Submarino francês é alvo de críticas por parte de minstro indiano
Publicado: 27 Agosto, 2009 - 00h00
Escrito por: CNM CUT
O submarino de propulsão diesel-elétrica Scorpène, que faz parte de um pacote de 6,8 bilhões de euros fechado pelo governo brasileiro com a estatal francesa DCNS, tem um retrospecto de atrasos e falhas técnicas na Índia e no Chile, dois dos únicos três países no mundo que operam esse equipamento militar - o outro é a Malásia, onde o contrato com a empresa esteve na origem de escândalos políticos.
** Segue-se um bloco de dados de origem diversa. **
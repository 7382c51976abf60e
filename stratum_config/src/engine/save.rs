//! Writing stale user files back to disk.

use serde_json::{Map, Value};
use tracing::{debug, warn};

use super::ConfigEngine;
use crate::{SaveFailure, SaveSummary, System, strip_annotations};

impl ConfigEngine {
    /// Rewrites the user file of every dirty component.
    ///
    /// Each document starts from the file on disk, or from nothing when that
    /// file was corrupt. Every isolated system the component has a tree for
    /// is replaced by the stripped in-memory tree, and the `keybinds` section
    /// is replaced by the actions the component owns. Write failures are
    /// logged and collected; the batch always runs to the end and the dirty
    /// set is cleared afterwards.
    pub fn save_all_dirty(&mut self) -> SaveSummary {
        let pending: Vec<String> = self.tracker.components().map(str::to_owned).collect();
        let mut summary = SaveSummary::default();
        for name in pending {
            let Some(manifest) = self.manifests.get(&name) else {
                debug!(component = %name, "skipping unregistered component");
                continue;
            };
            if !manifest.config.allow_user_config {
                continue;
            }
            let document = self.document_for(&name);
            match self.layout.write(&name, &Value::Object(document)) {
                Ok(path) => {
                    debug!(component = %name, %path, "saved user file");
                    self.tracker.clear_corrupted(&path);
                    summary.saved.push(name);
                }
                Err(error) => {
                    warn!(component = %name, %error, "failed to save user file");
                    summary.failures.push(SaveFailure {
                        component: name,
                        error,
                    });
                }
            }
        }
        self.tracker.clear();
        summary
    }

    fn document_for(&self, component: &str) -> Map<String, Value> {
        let mut document = if self.tracker.is_corrupted(&self.layout.path_for(component)) {
            Map::new()
        } else {
            self.layout.load(component).into_document()
        };
        for (system, trees) in &self.isolated {
            if let Some(tree) = trees.get(component) {
                document.insert(system.as_str().to_owned(), strip_annotations(tree));
            }
        }
        if self.keybinds_merged {
            let slice = self.shared.owned_slice(component);
            let key = System::Keybinds.as_str();
            if slice.as_object().is_some_and(|actions| !actions.is_empty()) {
                document.insert(key.to_owned(), slice);
            } else {
                document.remove(key);
            }
        }
        document
    }
}
//! Read-only views over the merged state.

use std::collections::BTreeMap;

use super::ConfigEngine;
use crate::{ComponentInfo, Node, OwnershipMap, SharedTree, System};

impl ConfigEngine {
    /// Component info built by the last plugin-state reconciliation.
    #[must_use]
    pub const fn all_component_info(&self) -> &BTreeMap<String, ComponentInfo> {
        &self.component_info
    }

    /// Annotated trees of every system each component exposes to end users.
    ///
    /// Components that disallow user configuration or expose nothing are
    /// omitted. The keybinds entry holds only the actions the component owns.
    #[must_use]
    pub fn aggregated_user_settings(&self) -> BTreeMap<String, BTreeMap<System, Node>> {
        let mut settings = BTreeMap::new();
        for (name, manifest) in self.manifests.iter() {
            let mut exposed = BTreeMap::new();
            for system in System::ALL {
                if !manifest.config.exposes(system) {
                    continue;
                }
                let tree = if system.is_isolated() {
                    self.component_config(name, system).cloned()
                } else if self.keybinds_merged {
                    Some(self.shared.owned_tree(name))
                } else {
                    None
                };
                if let Some(node) = tree {
                    exposed.insert(system, node);
                }
            }
            if !exposed.is_empty() {
                settings.insert(name.to_owned(), exposed);
            }
        }
        settings
    }

    /// The shared tree of a priority-merged system.
    ///
    /// Returns `None` for isolated systems and before the first merge.
    #[must_use]
    pub fn merged_config(&self, system: System) -> Option<&Node> {
        (!system.is_isolated() && self.keybinds_merged).then(|| self.shared.tree())
    }

    /// Every component's tree for an isolated system.
    #[must_use]
    pub fn all_component_settings(&self, system: System) -> Option<&BTreeMap<String, Node>> {
        self.isolated.get(&system)
    }

    /// One component's tree for an isolated system.
    #[must_use]
    pub fn component_config(&self, component: &str, system: System) -> Option<&Node> {
        self.isolated.get(&system)?.get(component)
    }

    /// The shared keybinds tree with its ownership map.
    #[must_use]
    pub const fn shared(&self) -> &SharedTree {
        &self.shared
    }

    /// Owner of every keybind action.
    #[must_use]
    pub const fn ownership(&self) -> &OwnershipMap {
        self.shared.owners()
    }
}
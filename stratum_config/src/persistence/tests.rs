//! Unit tests for user file IO, layout resolution and dirty tracking.

use std::sync::Arc;

use camino::Utf8PathBuf;
use rstest::{fixture, rstest};
use serde_json::json;
use test_helpers::TempConfigDir;

use super::{
    CONFIG_DIR_ENV, DirtyTracker, EngineOptions, SaveFailure, SaveSummary, UserFile,
    UserFileLayout,
};
use crate::{StratumError, System};

#[fixture]
fn config_dir() -> TempConfigDir {
    TempConfigDir::new().expect("temp config dir")
}

fn layout_for(dir: &TempConfigDir) -> UserFileLayout {
    UserFileLayout::new(dir.path())
}

#[rstest]
fn missing_file_loads_as_missing(config_dir: TempConfigDir) {
    assert!(layout_for(&config_dir).load("framework").is_missing());
}

#[test]
fn missing_directory_loads_as_missing() {
    let layout = UserFileLayout::new("/nonexistent/stratum/config");
    assert!(layout.load("framework").is_missing());
}

#[rstest]
#[case::garbage("{not json")]
#[case::not_object("[1, 2, 3]")]
#[case::empty("")]
fn unparsable_file_loads_as_corrupt(config_dir: TempConfigDir, #[case] content: &str) {
    config_dir.write_raw("plugin", content).expect("write raw");
    let loaded = layout_for(&config_dir).load("plugin");
    assert!(loaded.is_corrupt());
    let UserFile::Corrupt(err) = &loaded else {
        panic!("expected a corrupt file");
    };
    assert!(matches!(**err, StratumError::Parse { .. }));
}

#[rstest]
fn loaded_file_exposes_sections(config_dir: TempConfigDir) {
    config_dir
        .write_json("framework", &json!({"logging": {"level": "debug"}}))
        .expect("write json");
    let loaded = layout_for(&config_dir).load("framework");
    assert_eq!(
        loaded.section(System::Logging),
        Some(&json!({"level": "debug"}))
    );
    assert!(loaded.section(System::Ui).is_none());
}

#[rstest]
fn write_creates_directory_and_replaces_content(config_dir: TempConfigDir) {
    let nested = config_dir.path().join("nested/deeper");
    let layout = UserFileLayout::new(nested.clone());
    layout
        .write("A", &json!({"ui": {"scale": 2}, "stale": true}))
        .expect("first write");
    let path = layout
        .write("A", &json!({"ui": {"scale": 3}}))
        .expect("second write");
    assert_eq!(path, nested.join("A.json"));
    let reloaded = layout.load("A").into_document();
    assert_eq!(
        serde_json::Value::Object(reloaded),
        json!({"ui": {"scale": 3}})
    );
}

#[test]
fn explicit_dir_wins_over_environment() {
    let options = EngineOptions::new().with_config_dir("/explicit");
    let resolved = options.resolve_config_dir_with(|_| Some("/from/env".to_owned()));
    assert_eq!(resolved, Utf8PathBuf::from("/explicit"));
}

#[rstest]
#[case::override_var(CONFIG_DIR_ENV, "/override", "/override")]
#[case::xdg("XDG_CONFIG_HOME", "/home/me/.config", "/home/me/.config/demo")]
fn environment_resolution(#[case] var: &str, #[case] value: &str, #[case] expected: &str) {
    let options = EngineOptions::new().with_app_name("demo");
    let resolved =
        options.resolve_config_dir_with(|key| (key == var).then(|| value.to_owned()));
    assert_eq!(resolved, Utf8PathBuf::from(expected));
}

#[test]
fn blank_environment_values_are_ignored() {
    let options = EngineOptions::new().with_app_name("demo");
    let resolved = options.resolve_config_dir_with(|key| {
        (key == CONFIG_DIR_ENV).then(|| "  ".to_owned())
    });
    assert_ne!(resolved, Utf8PathBuf::from("  "));
}

#[test]
fn layout_honours_extension() {
    let layout = EngineOptions::new()
        .with_config_dir("/cfg")
        .with_file_extension("conf")
        .layout();
    assert_eq!(layout.path_for("A").as_str(), "/cfg/A.conf");
}

#[test]
fn tracker_records_dirty_and_corrupted() {
    let mut tracker = DirtyTracker::new();
    assert!(tracker.mark("B"));
    assert!(!tracker.mark("B"));
    tracker.mark("A");
    assert_eq!(tracker.components().collect::<Vec<_>>(), ["A", "B"]);
    let path = Utf8PathBuf::from("/cfg/B.json");
    tracker.mark_corrupted(&path);
    assert!(tracker.is_corrupted(&path));
    tracker.clear();
    assert!(tracker.is_empty());
    assert!(
        tracker.is_corrupted(&path),
        "clearing dirty keeps corrupted marks"
    );
    tracker.clear_corrupted(&path);
    assert_eq!(tracker.corrupted().count(), 0);
}

#[test]
fn summary_folds_failures() {
    let mut summary = SaveSummary::default();
    assert!(summary.is_success());
    assert!(summary.error().is_none());
    summary.failures.push(SaveFailure {
        component: "A".to_owned(),
        error: StratumError::invalid_binding("boom"),
    });
    summary.failures.push(SaveFailure {
        component: "B".to_owned(),
        error: Arc::new(StratumError::UnknownSystem("x".to_owned())),
    });
    assert!(matches!(summary.error(), Some(StratumError::Aggregate(agg)) if agg.len() == 2));
}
O presidente da França, Nicolas Sarkozy, deverá assinar o contrato com o Brasil, negociado em 2008, durante a visita oficial que fará ao país, na primeira semana de setembro. A programação de Sarkozy em Brasília inclui até mesmo sua presença no desfile militar do Dia da Independência.
As maiores evidências de problemas com o modelo francês estão na Índia, que fechou um contrato em 2005 para a compra de seis submarinos convencionais da França, por US$ 3,9 bilhões. O contrato com a Índia previa a entrega de um submarino por ano, a partir de 2012. No entanto, o programa acumula dois anos de atraso e seus custos subiram pelo menos 10%. De acordo com o governo indiano, a construção dos equipamentos deveria ter atingido 27% do total em dezembro passado, mas só houve progresso efetivo em 9% das atividades. O relato foi feito pelo ministro da Defesa local, em 20 de julho, ao Parlamento da Índia.
Numa audiência com congressistas, o ministro reclamou de problemas com a transferência de tecnologia prometida pelos franceses e advertiu que os atrasos "provavelmente terão impacto" na capacidade das forças marítimas indianas. Da frota de 16 submarinos convencionais, incluindo russos e alemães, sete deverão sair de operação até 2012. Isso preocupa as autoridades do país, no contexto de uma região com forte tensão geopolítica - Paquistão e China estão aumentando rapidamente as forças de combate marítimas.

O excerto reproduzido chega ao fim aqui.